Just in case the Cardinal were still not taken seriously as a heavyweight contender in this week's Men's Golf NCAA Championship, Stanford took the field by storm on Wednesday to open the tournament with a five-under first day at the Golden Horseshoe Gold Course in Williamsburg (Va.). Stanford entered the NCAAs ranked #2 in the nation, and after 18 holes they stand alone atop the leaderboard with a two-stroke advantage over second-place Coastal Carolina.
"Guys are feeling good about their games and the gameplan that we have for this course," says Stanford head coach Conrad Ray. "We have a long way to go, however."
The NCAAs are a four-day tournament, with the 30-team field cut to a final 15 after the third round. Stanford last competed in the NCAAs in 2005 and failed to make the cut, finishing 18th. The Cardinal last won an NCAA Championship in 1994.
Wednesday may have only been the first 18 holes of a long tournament, but it was day full of high hopes and positive energy throughout for the Cardinal. It all started with junior Rob Grube, the first man on the course for Stanford. He drained a birdie on the first hole and never looked back, recording four birdies in the first six holes and sitting at five-under after the front nine. Grube finished the day at a six-under 64 on the Par 70 course, which not only paced the Cardinal but also the entire field. He sits individually in first place after the first day, two strokes ahead of Florida freshman Matthew Savage.
"It was a dream start," Grube offers. "I played really well. It was a great start for the weekend. The course is accessible. You are penalized for bad shots and rewarded for good shots."
"It helps to have a horse, and he was ours today," Ray says of Grube. "Bogey-free around the Golden Horseshoe is pretty strong. He is very focused and ready to handle anything that comes his way."
It appeared to those who were following the tournament scoring online that Grube suffered terrible trouble on the 12th hole, with an apparent triple-bogey carded on the par-three hole. Later the score was replaced with a much more benign par. An error in the live scoring marked Grube with the big number that rightfully belonged to somebody else in his group.
Teams compete with five players each in this tournament, with the low four scorers counting in each round. Grube was joined by sophomore Daniel Lim (-1), senior Zack Miller (E) and senior Matt Savage (+2) as the Cardinal's counters Wednesday. Savage, who competed with Grube two years ago in the NCAAs, looked early like he would be Stanford's high score of the day. The senior bogeyed three of his first six holes, while all four of his teammates were at or under par to that point. Savage righted the ship, however, and played the rest of the course one-under.

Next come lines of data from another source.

use crate::course::CourseRecord;
use crate::display::{strip_facility_annotations, CellText};
use crate::grid::{resolve_cell, resolve_day, resolve_grid, GridCell, WeekFilter};
use crate::ipc::error::{respond, HandlerErr};
use crate::ipc::helpers::{optional_bool, optional_i32, required_i32, required_u8_in};
use crate::ipc::types::{AppState, Request};
use crate::parse::{slot_name, SLOT_COUNT, WEEKDAY_COUNT};
use crate::session::TimetableSession;
use serde_json::json;

fn course_json(session: &TimetableSession, record: &CourseRecord) -> serde_json::Value {
    let mut v = serde_json::to_value(record).unwrap_or_else(|_| json!({}));
    v["color"] = json!(session.color_hex(&record.name));
    v["colorIndex"] = json!(session.colors().get(&record.name));
    v
}

fn cell_json(session: &TimetableSession, cell: &GridCell<'_>, with_courses: bool) -> serde_json::Value {
    let mut v = json!({
        "weekday": cell.weekday,
        "slot": cell.slot,
        "active": cell.is_active(),
        "hasOverlap": cell.has_overlap(),
        "courseCount": cell.active.len(),
    });
    if let Some(primary) = cell.primary {
        v["primary"] = course_json(session, primary);
        v["text"] = json!(CellText::for_record(primary, &session.config().display));
        v["color"] = json!(session.color_hex(&primary.name));
    }
    if with_courses {
        v["courses"] = json!(cell
            .active
            .iter()
            .map(|r| course_json(session, r))
            .collect::<Vec<_>>());
    }
    v
}

fn week_filter(req: &Request) -> Result<WeekFilter, HandlerErr> {
    let show_all = optional_bool(req, "showAllWeeks")?.unwrap_or(false);
    if show_all {
        let week = optional_i32(req, "week")?.unwrap_or(1);
        return Ok(WeekFilter::new(week, true));
    }
    Ok(WeekFilter::Week(required_i32(req, "week")?))
}

fn filter_json(filter: WeekFilter) -> serde_json::Value {
    match filter {
        WeekFilter::Week(w) => json!({ "week": w, "showAllWeeks": false }),
        WeekFilter::AllWeeks => json!({ "week": null, "showAllWeeks": true }),
    }
}

fn grid_get(state: &AppState, req: &Request) -> Result<serde_json::Value, HandlerErr> {
    let filter = week_filter(req)?;
    let session = &state.session;
    let grid = resolve_grid(session.merged(), filter);

    let rows: Vec<serde_json::Value> = grid
        .rows()
        .zip(1..=SLOT_COUNT)
        .map(|(cells, slot)| {
            json!({
                "slot": slot,
                "slotName": slot_name(slot),
                "cells": cells.iter().map(|c| cell_json(session, c, true)).collect::<Vec<_>>(),
            })
        })
        .collect();

    let colors: serde_json::Map<String, serde_json::Value> = session
        .colors()
        .iter()
        .map(|(name, _)| (name.to_string(), json!(session.color_hex(name))))
        .collect();

    let mut out = filter_json(filter);
    out["rows"] = json!(rows);
    out["activeCells"] = json!(grid.active_count());
    out["colors"] = json!(colors);
    out["revision"] = json!(session.revision());
    Ok(out)
}

fn grid_cell(state: &AppState, req: &Request) -> Result<serde_json::Value, HandlerErr> {
    let weekday = required_u8_in(req, "weekday", 1..=WEEKDAY_COUNT)?;
    let slot = required_u8_in(req, "slot", 1..=SLOT_COUNT)?;
    let filter = week_filter(req)?;
    let session = &state.session;
    let cell = resolve_cell(session.merged(), weekday, slot, filter);

    let mut out = cell_json(session, &cell, true);
    out["slotName"] = json!(slot_name(slot));
    out["filter"] = filter_json(filter);
    Ok(out)
}

/// Compact per-slot listing of one weekday, as shown by the home-screen widget.
fn day_get(state: &AppState, req: &Request) -> Result<serde_json::Value, HandlerErr> {
    let weekday = required_u8_in(req, "weekday", 1..=WEEKDAY_COUNT)?;
    let week = required_i32(req, "week")?;
    let session = &state.session;
    let annotations = &session.config().display.facility_annotations;

    let slots: Vec<serde_json::Value> = resolve_day(session.merged(), weekday, week)
        .iter()
        .map(|cell| {
            let course = cell.primary.map(|r| {
                json!({
                    "name": r.name,
                    "location": strip_facility_annotations(&r.location, annotations),
                    "teacher": r.teacher,
                    "color": session.color_hex(&r.name),
                })
            });
            json!({
                "slot": cell.slot,
                "slotName": slot_name(cell.slot),
                "course": course,
                "hasOverlap": cell.has_overlap(),
            })
        })
        .collect();

    Ok(json!({ "weekday": weekday, "week": week, "slots": slots }))
}

pub fn try_handle(state: &mut AppState, req: &Request) -> Option<serde_json::Value> {
    let result = match req.method.as_str() {
        "grid.get" => grid_get(state, req),
        "grid.cell" => grid_cell(state, req),
        "day.get" => day_get(state, req),
        _ => return None,
    };
    Some(respond(&req.id, result))
}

Stanford needed the senior to steady his game given the difficulty that erupted for the freshman Bramlett on the back nine. Bramlett may be the youngest member of the Cardinal quintet playing this week, but he has been one of the team's top performers all year. The fab frosh entered these NCAAs with the lowest scoring average (71.22) and the most Top-10 finishes (seven) for Stanford in the 2006-07 season. Bramlett on Wednesday played even through the first seven holes and birdied the eighth to enter the turn at one-under. Then a quadruple-bogey on the par-four 10th unraveled the frosh. He bogeyed five of the back nine, including a double on 12, and finished the day eight-over.
Ray looks for Bramlett to rebound on Day Two of his first NCAAs.
"He will play well tomorrow," the Cardinal coach forecasts for his freshman. "A few bad breaks and three bad swings really added up today for him. He's really hungry for a good round."
On the other end of the spectrum, Lim was Stanford's positive surprise on the opening day of these NCAAs. The unsung sophomore has scored behind Bramlett and the upperclassmen all year as the #5 or #6 (non-playing) guy on the roster. He did finish the Cardinal's last tournament on an upswing, however, with a superb six-under 66 on the final day of the West Regional two weeks ago in Tempe (Ariz.).
Lim excelled with his short game on Wednesday and showed that he is ready to play more of his best golf at the most important time of the year. His one-under 69 performance was second on the team and a huge contribution to the Cardinal's team lead.
"Daniel has been playing very solidly," Ray praises. "He is putting well, which is the secret to low scores."
Miller was two-under through five holes before a double-bogey on the sixth. He added a birdie on 14 and a bogey on 15 to stay even for the day.